MOUNTAIN VIEW, Calif.
— A new study from the University of California, Los Angeles (UCLA) suggests that the Japanese and other Pacific Rim countries are getting better at keeping sushi rolls clean.
The study, which was published in the journal Science Advances, used data from over 2,500 sushi restaurants in the United States to analyze how sushi restaurants performed.
It found that sushi restaurants across the Pacific Rim, including Hawaii, California, New Zealand, Japan and Taiwan, have the highest levels of food safety standards among all regions studied.
The researchers looked at restaurant performance for two years, during which they collected data on the quality of food, the number of incidents of foodborne illness, the amount of food waste, the quantity of food in the food processing facility and the amount and type of food stored.
“We found that food quality, hygiene and waste are much better in Japanese restaurants compared to other regions,” said lead author Rakesh Ghosh, associate professor of public health at UCLA’s School of Public Health.
“This finding has been widely accepted in the public health community, but we haven’t yet documented this for sushi restaurants.”
The study found that Japanese restaurants performed about 10 percent better than other regions on food safety measures and waste reduction.
It also found that the sushi industry is one of the most environmentally conscious among food processing industries.
In addition to Japanese restaurants, other studies have found that some sushi-related industries also perform better on food quality and waste prevention than those in other regions.
These studies, Ghosh said, also showed that sushi was a food that people in many other regions ate as a way to enjoy the food.
“Sushi is not just for people who love sushi,” Ghosh explained.
“People are getting really sick from eating sushi.
They are getting sick from people who eat sushi.”
The researchers are hoping to conduct a larger study to see if the Japanese are more likely to eat sushi.

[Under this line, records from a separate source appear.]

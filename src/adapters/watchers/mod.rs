// SPDX-License-Identifier: MIT OR Apache-2.0

//! Watcher implementations for configuration change detection.
//!
//! This module contains implementations of the `ConfigWatcher` trait for
//! monitoring configuration files on disk.

#[cfg(feature = "reload")]
pub mod file_watcher;

#[cfg(feature = "reload")]
pub use file_watcher::FileWatcher;
//! `PreferReplica`: reads round-robin across a shard's replicas, and fall
//! back to the primary once a refreshed topology reports no replicas left
//! (the client's way of seeing "both replicas disconnected" — a shard with
//! no replicas in the slot map always resolves reads to its primary).

mod support;

use std::sync::atomic::{AtomicUsize, Ordering};
use std::sync::Arc;

use redis_client::{Client, ClientConfigBuilder, ReadFrom, Value};
use support::{cluster_slots_reply, command_name, MockServer};

fn counting_handler(counter: Arc<AtomicUsize>) -> impl Fn(Vec<Vec<u8>>) -> Option<Value> {
    move |args| match command_name(&args).as_str() {
        "HELLO" => Some(Value::okay()),
        "GET" => {
            counter.fetch_add(1, Ordering::SeqCst);
            Some(Value::BulkString(b"v".to_vec()))
        }
        _ => Some(Value::okay()),
    }
}

#[tokio::test]
async fn reads_round_robin_across_replicas_then_fall_back_to_primary() {
    support::init_tracing();

    let primary_hits = Arc::new(AtomicUsize::new(0));
    let replica_a_hits = Arc::new(AtomicUsize::new(0));
    let replica_b_hits = Arc::new(AtomicUsize::new(0));

    let replica_a = MockServer::start(counting_handler(replica_a_hits.clone())).await;
    let replica_b = MockServer::start(counting_handler(replica_b_hits.clone())).await;

    let (listener, primary_addr) = MockServer::reserve().await;
    let cluster_calls = Arc::new(AtomicUsize::new(0));
    let primary_hits_for_handler = primary_hits.clone();
    let replica_addrs = [replica_a.addr, replica_b.addr];
    let _primary = {
        let cluster_calls = cluster_calls.clone();
        MockServer::serve(listener, move |args| match command_name(&args).as_str() {
            "HELLO" => Some(Value::okay()),
            "CLUSTER" => {
                let call = cluster_calls.fetch_add(1, Ordering::SeqCst);
                if call == 0 {
                    // Both replicas live: full shard membership.
                    Some(cluster_slots_reply(&[(
                        0,
                        16383,
                        primary_addr,
                        &replica_addrs,
                    )]))
                } else {
                    // Both replicas gone: the shard now only lists its primary.
                    Some(cluster_slots_reply(&[(0, 16383, primary_addr, &[])]))
                }
            }
            "GET" => {
                primary_hits_for_handler.fetch_add(1, Ordering::SeqCst);
                Some(Value::BulkString(b"v".to_vec()))
            }
            _ => Some(Value::okay()),
        })
        .await
    };

    let config = ClientConfigBuilder::new()
        .address(primary_addr)
        .cluster_mode(true)
        .read_from(ReadFrom::PreferReplica)
        .build()
        .unwrap();
    let client = Client::connect(config).await.unwrap();

    for _ in 0..100 {
        let _ = client.get("somekey").await.unwrap();
    }

    assert_eq!(
        primary_hits.load(Ordering::SeqCst),
        0,
        "primary should see no reads while both replicas are up"
    );
    let a = replica_a_hits.load(Ordering::SeqCst);
    let b = replica_b_hits.load(Ordering::SeqCst);
    assert_eq!(a + b, 100);
    assert_eq!(a, 50, "round-robin over 2 replicas should split reads evenly");
    assert_eq!(b, 50, "round-robin over 2 replicas should split reads evenly");

    // Topology refresh now reports neither replica: reads fall back to the
    // primary instead of erroring or re-targeting a node no longer in the
    // slot map.
    client.refresh_topology().await.unwrap();
    for _ in 0..10 {
        let _ = client.get("somekey").await.unwrap();
    }
    assert_eq!(primary_hits.load(Ordering::SeqCst), 10);
    assert_eq!(replica_a_hits.load(Ordering::SeqCst), a);
    assert_eq!(replica_b_hits.load(Ordering::SeqCst), b);
}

“In a survey of people, sushi consumption was the second most popular food item in Japan, after rice,” Ghoshes co-author and postdoctoral fellow Michael Fussell told Live Science.
“But sushi consumption has been linked to a host of health issues.
So, we think that we can also test whether sushi is good for people and health.”
In the United Kingdom, where sushi is considered a delicacy, the country has recently made it mandatory for people to eat only sushi rolls when dining out, and for people over the age of 18 to only eat sushi rolls if accompanied by an adult.
But this is not the case in Japan.
Ghosh and Fussel hope that their research will help other countries develop policies and regulations to help keep sushi safe.
They hope the findings will help countries such as the United Arab Emirates and India develop better food safety policies, and lead to better sushi dining experiences for consumers.